This API is defined in orchestrator.proto. It is implemented by the cogment orchestrator, and client applications are expected to connect to the orchestrator using the gRPC client API.

This API is used by client actors participating in existing trials. Multiple simultaneous actors can connect using a single client application instance. The actors connecting this way must have an endpoint set to "client" in the trial parameters.

Service ClientActor

service ClientActor {
  rpc JoinTrial(TrialJoinRequest) returns (TrialJoinReply) {}
  rpc ActionStream(stream TrialActionRequest) returns (stream TrialActionReply) {}
  rpc Heartbeat(TrialHeartbeatRequest) returns (TrialHeartbeatReply) {}
  rpc SendReward(TrialRewardRequest) returns (TrialRewardReply) {}
  rpc SendMessage(TrialMessageRequest) returns (TrialMessageReply) {}
  rpc Version(VersionRequest) returns (VersionInfo) {}
}

JoinTrial()

Join an existing trial.

Metadata: None

ActionStream()

Main call to participate in the trial. It is typically active for the duration of the trial. Actor actions are provided to the orchestrator in the request stream, and trial data is provided by the orchestrator in the reply stream.

Metadata:

  • trial-id: UUID of the trial the current actor is participating in. This comes from the JoinTrial reply.
  • actor-name: The name of the current actor participating in the trial. This is supplied (or confirmed) in the JoinTrial reply.

Heartbeat()

This should be called on a regular basis (at least every 30 seconds), if there are no actions sent in the ActionStream. Otherwise the actor will be considered terminated and be disconnected.

Metadata:

  • trial-id: UUID of the trial the current actor is participating in. This comes from the JoinTrial reply.
  • actor-name: The name of the current actor participating in the trial. This is supplied (or confirmed) in the JoinTrial reply.

SendReward()

Used for the current actor to provide feedback to other actors in the same trial.

Metadata:

  • trial-id: UUID of the trial the current actor is participating in. This comes from the JoinTrial reply.
  • actor-name: The name of the current actor participating in the trial. This is supplied (or confirmed) in the JoinTrial reply.

SendMessage()

Used for the current actor to asynchronously send data to other actors (or the environment) in the same trial.

Metadata:

  • trial-id: UUID of the trial the current actor is participating in. This comes from the JoinTrial reply.
  • actor-name: The name of the current actor participating in the trial. This is supplied (or confirmed) in the JoinTrial reply.

Version()

Request version data.

Metadata: None

TrialJoinRequest

Request message for the JoinTrial procedure.

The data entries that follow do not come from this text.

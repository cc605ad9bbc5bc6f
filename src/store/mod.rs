//! Store implementations.
//!
//! - [`MemStore`]: the whole tree in memory
//! - [`FileStore`]: a `MemStore` persisted to a binary image on close
//! - [`dump`]: JSON rendering of any store

pub mod dump;
mod file;
pub mod format;
mod image;
mod memory;
mod stream;

pub use file::FileStore;
pub use image::{parse_header, read_image, write_image};
pub use memory::MemStore;
//! Scalar numeric records (`uint8` through `float64`).

use half::f16;

use super::{base_attrs, Encode, Stamp};
use crate::core::Group;
use crate::schema::RecordKind;
use crate::util::{Error, NdArray, Result};

/// A single 0-d numeric value.
#[derive(Clone, Debug, PartialEq)]
pub struct ScalarRecord {
    kind: RecordKind,
    value: NdArray,
    stamp: Stamp,
}

impl ScalarRecord {
    /// Wrap an arbitrary array as a scalar of `kind`.
    ///
    /// The array must be 0-d with exactly the kind's element type;
    /// this is checked at encode time.
    pub fn new(kind: RecordKind, value: NdArray) -> Self {
        Self { kind, value, stamp: Stamp::UNTIMED }
    }

    pub fn uint8(v: u8) -> Self {
        Self::new(RecordKind::Uint8, NdArray::scalar(v))
    }

    pub fn int8(v: i8) -> Self {
        Self::new(RecordKind::Int8, NdArray::scalar(v))
    }

    pub fn int16(v: i16) -> Self {
        Self::new(RecordKind::Int16, NdArray::scalar(v))
    }

    pub fn int32(v: i32) -> Self {
        Self::new(RecordKind::Int32, NdArray::scalar(v))
    }

    pub fn int64(v: i64) -> Self {
        Self::new(RecordKind::Int64, NdArray::scalar(v))
    }

    pub fn float16(v: f16) -> Self {
        Self::new(RecordKind::Float16, NdArray::scalar(v))
    }

    pub fn float32(v: f32) -> Self {
        Self::new(RecordKind::Float32, NdArray::scalar(v))
    }

    pub fn float64(v: f64) -> Self {
        Self::new(RecordKind::Float64, NdArray::scalar(v))
    }

    pub fn with_stamp(mut self, stamp: Stamp) -> Self {
        self.stamp = stamp;
        self
    }

    pub fn value(&self) -> &NdArray {
        &self.value
    }

    pub fn stamp(&self) -> Stamp {
        self.stamp
    }
}

fn is_scalar_kind(kind: RecordKind) -> bool {
    matches!(
        kind,
        RecordKind::Uint8
            | RecordKind::Int8
            | RecordKind::Int16
            | RecordKind::Int32
            | RecordKind::Int64
            | RecordKind::Float16
            | RecordKind::Float32
            | RecordKind::Float64
    )
}

impl Encode for ScalarRecord {
    fn kind(&self) -> RecordKind {
        self.kind
    }

    fn validate(&self) -> Result<()> {
        if !is_scalar_kind(self.kind) {
            return Err(Error::other(format!("{} is not a scalar kind", self.kind)));
        }
        self.kind.check(&self.value)
    }

    fn write_validated(&self, group: &mut Group<'_>, tag: &str) -> Result<()> {
        let attrs = base_attrs(self.kind, self.stamp);
        group.create_dataset(tag, self.value.clone(), attrs)?;
        Ok(())
    }
}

message TrialJoinRequest {
  string trial_id = 1;

  oneof slot_selection {
    string actor_class = 2;
    string actor_name = 3;
  }
}
  • trial_id: The UUID of the trial the actor requests to join.
  • actor_class: The class the actor requests to join as. No actor name should be requested if this is used.
  • actor_name: The name the actor requests to join as. No actor class should be requested if this is used.

TrialJoinReply

Reply message for the JoinTrial procedure.

message TrialJoinReply {
  string actor_name = 1;
  string trial_id = 2;
  ActorConfig config = 3;
  repeated TrialActor actors_in_trial = 4;
}
  • actor_name: The name assigned to the current actor joining the trial.
  • trial_id: The UUID of the trial joined.
  • config: The configuration to start the actor.
  • actors_in_trial: The list of all actors in the trial (including current actor). This list has the same length and order as the list of actors provided in different places in the API, for the same trial. The list can be empty (or not present) in some circumstances, even if there are actors (if necessary the list can be obtained in other ways).

TrialHeartbeatRequest

Request message for the Heartbeat procedure.

message TrialHeartbeatRequest {}

TrialHeartbeatReply

Reply message for the Heartbeat procedure.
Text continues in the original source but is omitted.